It is a strange commentary on the times in which we live, and on the abdication of responsibility by a number of people who should know better, that little more than 48 hours after a Government Bill designed to deal with a grave situation has been published, it should be necessary for me, as promoter of the Bill, to come into this House and to begin by trying to catch up with some of the erroneous, not to say irresponsible, statements that have gained currency.
We have heard quite a good deal in recent days about free speech. I would invite the House to consider what free speech is supposed to mean in the eyes of some of its defenders. In an editorial criticising this Bill in The Irish Times of yesterday 28th November the following appeared:—
Unfortunately, Mr. O'Malley will have a good start as far as the Dublin newspapers are concerned. The National Union of Journalists has decided on a 24-hour stoppage commencing at 8 a.m. today.
What are the facts? The Bill was published on Monday, without comment from me. The evening papers had it on Monday and the dailies yesterday—several editorials were written on it. Today, Wednesday, is my first opportunity to speak on the Bill and the daily papers will be back tomorrow and so will be able to comment on what I have said, if they so wish. What then, precisely, is meant by my being given a good start? I suggest that this House has an interest in noting the only meaning it can possibly have, and that is that the 24-hour stoppage by the union has meant that there has been that much less time for certain gentlemen to misrepresent the facts and to try to whip up hysteria before I, today, get the chance to come into this House and speak on the Bill. It is time that people, and especially Members of this House, take note of what is happening, as disclosed by this clearly-revealed wish that the public should be brainwashed before they are to be allowed to hear the facts.

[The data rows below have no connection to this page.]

//! One-shot helper processes.
//!
//! `exec` and `exec_background` run a temporary service built from their
//! argument vector. [`ExecEscalation`] wraps the same mechanism with a
//! completion observer that reports any unclean exit through a callback;
//! the storage-setup helpers use it to fall back to a recovery reboot.

use crate::error::{BuiltinError, Result};
use crate::platform::{Platform, PowerControl, ServiceList};
use crate::recovery::{RecoveryEscalation, RecoveryRequest};
use nix::sys::wait::WaitStatus;
use std::sync::Arc;

/// Storage helper binary
pub const VDC: &str = "/system/bin/vdc";

/// Failure callback; receives a human-readable description
pub type FailureFn = Arc<dyn Fn(&str) + Send + Sync>;

/// Describe a terminated one-shot, or `None` for a clean exit
pub fn describe_failure(status: WaitStatus) -> Option<String> {
    match status {
        WaitStatus::Exited(_, 0) => None,
        WaitStatus::Exited(_, code) => Some(format!("Exec service failed, status {}", code)),
        WaitStatus::Signaled(_, signal, _) => {
            Some(format!("Exec service failed, status {}", signal as i32))
        }
        other => Some(format!("Exec service failed, status {:?}", other)),
    }
}

/// Runs helper processes and reports their failures
#[derive(Clone)]
pub struct ExecEscalation {
    services: Arc<dyn ServiceList>,
}

impl ExecEscalation {
    pub fn new(platform: &Platform) -> Self {
        Self {
            services: Arc::clone(&platform.services),
        }
    }

    /// `exec`: run in the foreground and block the queue until it exits
    pub fn exec(&self, argv: &[String]) -> Result<()> {
        let mut service = self
            .services
            .make_oneshot(argv)
            .map_err(|e| BuiltinError::external("Could not create exec service", e))?;
        service
            .exec_start()
            .map_err(|e| BuiltinError::external("Could not start exec service", e))?;
        self.services.add_service(service);
        Ok(())
    }

    /// `exec_background`: start without blocking
    pub fn exec_background(&self, argv: &[String]) -> Result<()> {
        let mut service = self
            .services
            .make_oneshot(argv)
            .map_err(|e| BuiltinError::external("Could not create exec background service", e))?;
        service
            .start()
            .map_err(|e| BuiltinError::external("Could not start exec background service", e))?;
        self.services.add_service(service);
        Ok(())
    }

    /// Run `argv` as a one-shot and invoke `on_failure` if it cannot be
    /// created, cannot be started, or exits with anything but status 0.
    ///
    /// Failures are reported only through the callback. The service is
    /// handed to the registry once created, whatever its start result.
    pub fn run_with_failure_callback(&self, argv: &[String], on_failure: FailureFn) -> Result<()> {
        let mut service = match self.services.make_oneshot(argv) {
            Ok(service) => service,
            Err(e) => {
                on_failure(&format!("MakeTemporaryOneshotService failed: {}", e));
                return Ok(());
            }
        };

        let observer = Arc::clone(&on_failure);
        service.add_reap_callback(Box::new(move |status| {
            if let Some(message) = describe_failure(status) {
                observer(&message);
            }
        }));

        if let Err(e) = service.exec_start() {
            on_failure(&format!("ExecStart failed: {}", e));
        }

        self.services.add_service(service);
        Ok(())
    }

    /// Run the storage helper with `op` and reboot into recovery on failure.
    ///
    /// The reboot only happens with native file encryption outside a GSI
    /// session; otherwise the failure is logged.
    pub fn exec_vdc_reboot_on_failure(&self, platform: &Platform, op: &str) -> Result<()> {
        let reason = format!("{}_failed", op);
        let may_wipe = platform.device.fscrypt_native && !platform.device.gsi_running;
        let recovery = RecoveryEscalation::new(platform);
        let power: Arc<dyn PowerControl> = Arc::clone(&platform.power);

        let on_failure: FailureFn = Arc::new(move |message: &str| {
            if !may_wipe {
                log::error!("Failure (reboot suppressed): {}", reason);
                return;
            }
            log::error!("{}: Rebooting into recovery, reason: {}", message, reason);
            let request = RecoveryRequest::prompt_and_wipe_data(&reason);
            if let Err(e) = recovery.escalate(power.as_ref(), &request) {
                log::error!("Could not reboot into recovery: {}", e);
            }
        });

        let argv: Vec<String> = ["exec", VDC, "--wait", "cryptfs", op]
            .iter()
            .map(|s| s.to_string())
            .collect();
        self.run_with_failure_callback(&argv, on_failure)
    }
}

#[cfg(test)]
mod tests {
    use super::*;
    use crate::config_file::DeviceProfile;
    use crate::platform::memory::SimulatedDevice;
    use crate::recovery::RECOVERY_SHUTDOWN;
    use nix::sys::signal::Signal;
    use nix::unistd::Pid;
    use std::sync::Mutex;

    fn argv(words: &[&str]) -> Vec<String> {
        words.iter().map(|w| w.to_string()).collect()
    }

    fn collecting() -> (FailureFn, Arc<Mutex<Vec<String>>>) {
        let seen = Arc::new(Mutex::new(Vec::new()));
        let sink = Arc::clone(&seen);
        let callback: FailureFn = Arc::new(move |msg: &str| {
            sink.lock().unwrap().push(msg.to_string());
        });
        (callback, seen)
    }

    #[test]
    fn test_describe_failure() {
        let pid = Pid::from_raw(42);
        assert_eq!(describe_failure(WaitStatus::Exited(pid, 0)), None);
        assert_eq!(
            describe_failure(WaitStatus::Exited(pid, 2)).as_deref(),
            Some("Exec service failed, status 2")
        );
        assert_eq!(
            describe_failure(WaitStatus::Signaled(pid, Signal::SIGKILL, false)).as_deref(),
            Some("Exec service failed, status 9")
        );
    }

    #[test]
    fn test_nonzero_exit_reports_status() {
        let device = SimulatedDevice::new(&DeviceProfile::default());
        device.services.set_exit_code("/system/bin/helper", 2);
        let exec = ExecEscalation::new(&device.platform());
        let (callback, seen) = collecting();

        exec.run_with_failure_callback(&argv(&["exec", "/system/bin/helper"]), callback)
            .expect("run");
        assert_eq!(*seen.lock().unwrap(), ["Exec service failed, status 2"]);
        assert_eq!(device.services.registered_oneshots().len(), 1);
    }

    #[test]
    fn test_clean_exit_is_silent() {
        let device = SimulatedDevice::new(&DeviceProfile::default());
        device.services.set_exit_code("/system/bin/helper", 0);
        let exec = ExecEscalation::new(&device.platform());
        let (callback, seen) = collecting();

        exec.run_with_failure_callback(&argv(&["exec", "/system/bin/helper"]), callback)
            .expect("run");
        assert!(seen.lock().unwrap().is_empty());
    }

    #[test]
    fn test_creation_failure_reports_and_stops() {
        let device = SimulatedDevice::new(&DeviceProfile::default());
        device.services.fail_make_oneshot(true);
        let exec = ExecEscalation::new(&device.platform());
        let (callback, seen) = collecting();

        exec.run_with_failure_callback(&argv(&["exec", "/system/bin/helper"]), callback)
            .expect("run");
        let seen = seen.lock().unwrap();
        assert_eq!(seen.len(), 1);
        assert!(seen[0].starts_with("MakeTemporaryOneshotService failed"));
        assert!(device.services.registered_oneshots().is_empty());
    }

    #[test]
    fn test_start_failure_still_registers() {
        let device = SimulatedDevice::new(&DeviceProfile::default());
        device.services.fail_exec_start(true);
        let exec = ExecEscalation::new(&device.platform());
        let (callback, seen) = collecting();

        exec.run_with_failure_callback(&argv(&["exec", "/system/bin/helper"]), callback)
            .expect("run");
        assert!(seen.lock().unwrap()[0].starts_with("ExecStart failed"));
        assert_eq!(device.services.registered_oneshots().len(), 1);
    }

    #[test]
    fn test_late_reap_reports_signal() {
        let device = SimulatedDevice::new(&DeviceProfile::default());
        let exec = ExecEscalation::new(&device.platform());
        let (callback, seen) = collecting();

        exec.run_with_failure_callback(&argv(&["exec", "/system/bin/helper"]), callback)
            .expect("run");
        assert!(seen.lock().unwrap().is_empty());

        let name = device.services.registered_oneshots().remove(0);
        device.services.reap(
            &name,
            WaitStatus::Signaled(Pid::from_raw(1000), Signal::SIGABRT, true),
        );
        assert_eq!(*seen.lock().unwrap(), ["Exec service failed, status 6"]);
    }

    #[test]
    fn test_vdc_failure_reboots_into_recovery() {
        let device = SimulatedDevice::new(&DeviceProfile::default());
        device.services.set_exit_code(VDC, 2);
        let platform = device.platform();

        ExecEscalation::new(&platform)
            .exec_vdc_reboot_on_failure(&platform, "init_user0")
            .expect("run");
        assert_eq!(
            device.bootloader.messages(),
            [["--prompt_and_wipe_data", "--reason=init_user0_failed"]]
        );
        assert_eq!(device.power.requests(), [RECOVERY_SHUTDOWN]);
    }

    #[test]
    fn test_vdc_failure_under_gsi_only_logs() {
        let device = SimulatedDevice::new(&DeviceProfile {
            gsi_running: true,
            ..DeviceProfile::default()
        });
        device.services.set_exit_code(VDC, 2);
        let platform = device.platform();

        ExecEscalation::new(&platform)
            .exec_vdc_reboot_on_failure(&platform, "enablefilecrypto")
            .expect("run");
        assert!(device.bootloader.messages().is_empty());
        assert!(device.power.requests().is_empty());
    }

    #[test]
    fn test_plain_exec_errors() {
        let device = SimulatedDevice::new(&DeviceProfile::default());
        let exec = ExecEscalation::new(&device.platform());
        exec.exec(&argv(&["exec", "/system/bin/true"])).expect("exec");
        exec.exec_background(&argv(&["exec_background", "/system/bin/true"]))
            .expect("exec_background");
        assert_eq!(device.services.registered_oneshots().len(), 2);

        device.services.fail_exec_start(true);
        let err = exec.exec(&argv(&["exec", "/system/bin/true"])).unwrap_err();
        assert!(err.to_string().starts_with("Could not start exec service"));
    }
}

The purpose of the Bill is to amend and strengthen the law dealing with unlawful organisations so as to enable more effective action to be taken in respect of membership and activities of such organisations. Experience has shown that there are serious defects in the existing law on this subject, particularly in so far as concerns proof of membership. Deputies will recall that I dealt with this matter at some length in this House on 16th December last on the motion for the Adjournment. I referred on that occasion to the allegations then being made, and frequently repeated since, that not enough is being done to deal with people who hold themselves out to be members of unlawful organisations. I spelled out in detail the very real difficulties under the law as it stands and I regret to have to recall that on that occasion I was shouted down by some Deputies opposite— so much so in fact that Deputy Desmond interjected more than once to say that I should be allowed to continue what I had to say. I returned to the subject again on the occasion of the debate on the Estimates for my Department on 12th April, 1972.
The problem is that we have people who are self-confessed leaders and members of unlawful organisations but who, under the existing rules of evidence, cannot, save in exceptional circumstances, be convicted. I want at this point to make it clear that when I talk of unlawful organisations, I am not confining my remarks simply to the IRA in its different variations but I am including also organisations based in the Six Counties which are clearly unlawful under section 18 of the Offences against the State Act, 1939. These people have been able to broadcast their activities and propagate their beliefs and objectives in a way which has caused grave concern to our own people and to peoples in other countries whose attention has been increasingly focussed on Irish affairs in recent years. The duty of the Government in this situation is clear and beyond question. If the existing law is inadequate to enable the community to protect itself against those who are dedicated to the overthrow of the democratic institutions of the State, including this Parliament, then the Government must seek to have the law amended in such a way as to make it adequate.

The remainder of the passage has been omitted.